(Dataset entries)
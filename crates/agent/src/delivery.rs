//! Delivery buffer — shows a streamed reply by live-editing chat messages.
//!
//! Fragments are appended to the current message and pushed with an
//! in-place edit at most once per flush interval. When the next fragment
//! would push the message past the payload limit, the current message is
//! finalized and a new one is started with that fragment.

use std::sync::Arc;
use std::time::Duration;
use threadbot_config::DeliveryConfig;
use threadbot_core::error::TransportError;
use threadbot_core::transport::{ChatTransport, MessageHandle};
use tokio::sync::mpsc;
use tokio::time::Instant;
use tracing::debug;

/// Delivery tuning.
#[derive(Debug, Clone)]
pub struct DeliverySettings {
    /// Largest message body in UTF-8 bytes
    pub max_payload_bytes: usize,
    /// Minimum time between in-place edits
    pub flush_interval: Duration,
    /// Text shown before the first fragment arrives
    pub placeholder: String,
}

impl Default for DeliverySettings {
    fn default() -> Self {
        Self::from(&DeliveryConfig::default())
    }
}

impl From<&DeliveryConfig> for DeliverySettings {
    fn from(config: &DeliveryConfig) -> Self {
        Self {
            max_payload_bytes: config.max_payload_bytes,
            flush_interval: Duration::from_millis(config.flush_interval_ms),
            placeholder: config.placeholder_text.clone(),
        }
    }
}

/// What a finished delivery produced.
#[derive(Debug, Clone)]
pub struct Delivered {
    /// Every message created, in order (never empty)
    pub handles: Vec<MessageHandle>,
    /// Full text of the last message
    pub text: String,
}

impl Delivered {
    /// The message the reply ended in.
    pub fn last(&self) -> Option<&MessageHandle> {
        self.handles.last()
    }
}

/// Accumulates fragments into chat messages.
pub struct DeliveryBuffer {
    transport: Arc<dyn ChatTransport>,
    channel: String,
    thread_ts: Option<String>,
    settings: DeliverySettings,
    handles: Vec<MessageHandle>,
    text: String,
    last_flush: Instant,
}

impl DeliveryBuffer {
    /// Post the placeholder message and return a buffer targeting it.
    pub async fn start(
        transport: Arc<dyn ChatTransport>,
        channel: &str,
        thread_ts: Option<&str>,
        settings: DeliverySettings,
    ) -> Result<Self, TransportError> {
        let handle = transport
            .create_message(channel, thread_ts, &settings.placeholder)
            .await?;
        debug!(channel, ts = %handle.ts, "Posted placeholder");

        Ok(Self {
            transport,
            channel: channel.to_string(),
            thread_ts: thread_ts.map(String::from),
            settings,
            handles: vec![handle],
            text: String::new(),
            last_flush: Instant::now(),
        })
    }

    /// Consume fragments until the sender side closes, then flush once more.
    pub async fn run(mut self, mut fragments: mpsc::Receiver<String>) -> Result<Delivered, TransportError> {
        while let Some(fragment) = fragments.recv().await {
            self.push(&fragment).await?;
        }
        self.flush().await?;

        debug!(messages = self.handles.len(), "Delivery complete");
        Ok(Delivered {
            handles: self.handles,
            text: self.text,
        })
    }

    async fn push(&mut self, fragment: &str) -> Result<(), TransportError> {
        if self.text.len() + fragment.len() > self.settings.max_payload_bytes {
            self.flush().await?;
            let handle = self
                .transport
                .create_message(&self.channel, self.thread_ts.as_deref(), fragment)
                .await?;
            debug!(ts = %handle.ts, "Started continuation message");
            self.handles.push(handle);
            self.text = fragment.to_string();
            self.last_flush = Instant::now();
        } else {
            self.text.push_str(fragment);
        }

        if self.last_flush.elapsed() > self.settings.flush_interval {
            self.flush().await?;
        }
        Ok(())
    }

    /// Push the current text to the current message. Empty text is never
    /// sent; the placeholder stays until there is something to show.
    async fn flush(&mut self) -> Result<(), TransportError> {
        if self.text.is_empty() {
            return Ok(());
        }
        let Some(handle) = self.handles.last() else {
            return Err(TransportError::InvalidPayload(
                "no message to deliver into".into(),
            ));
        };
        self.transport.update_message(handle, &self.text).await?;
        self.last_flush = Instant::now();
        Ok(())
    }
}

_Prompt_:
Check every line of the records above for the string "return". Copy those that hold it.

_Completed exercise_:
    /// Post the placeholder message and return a buffer targeting it.
            return Ok(());
            return Err(TransportError::InvalidPayload(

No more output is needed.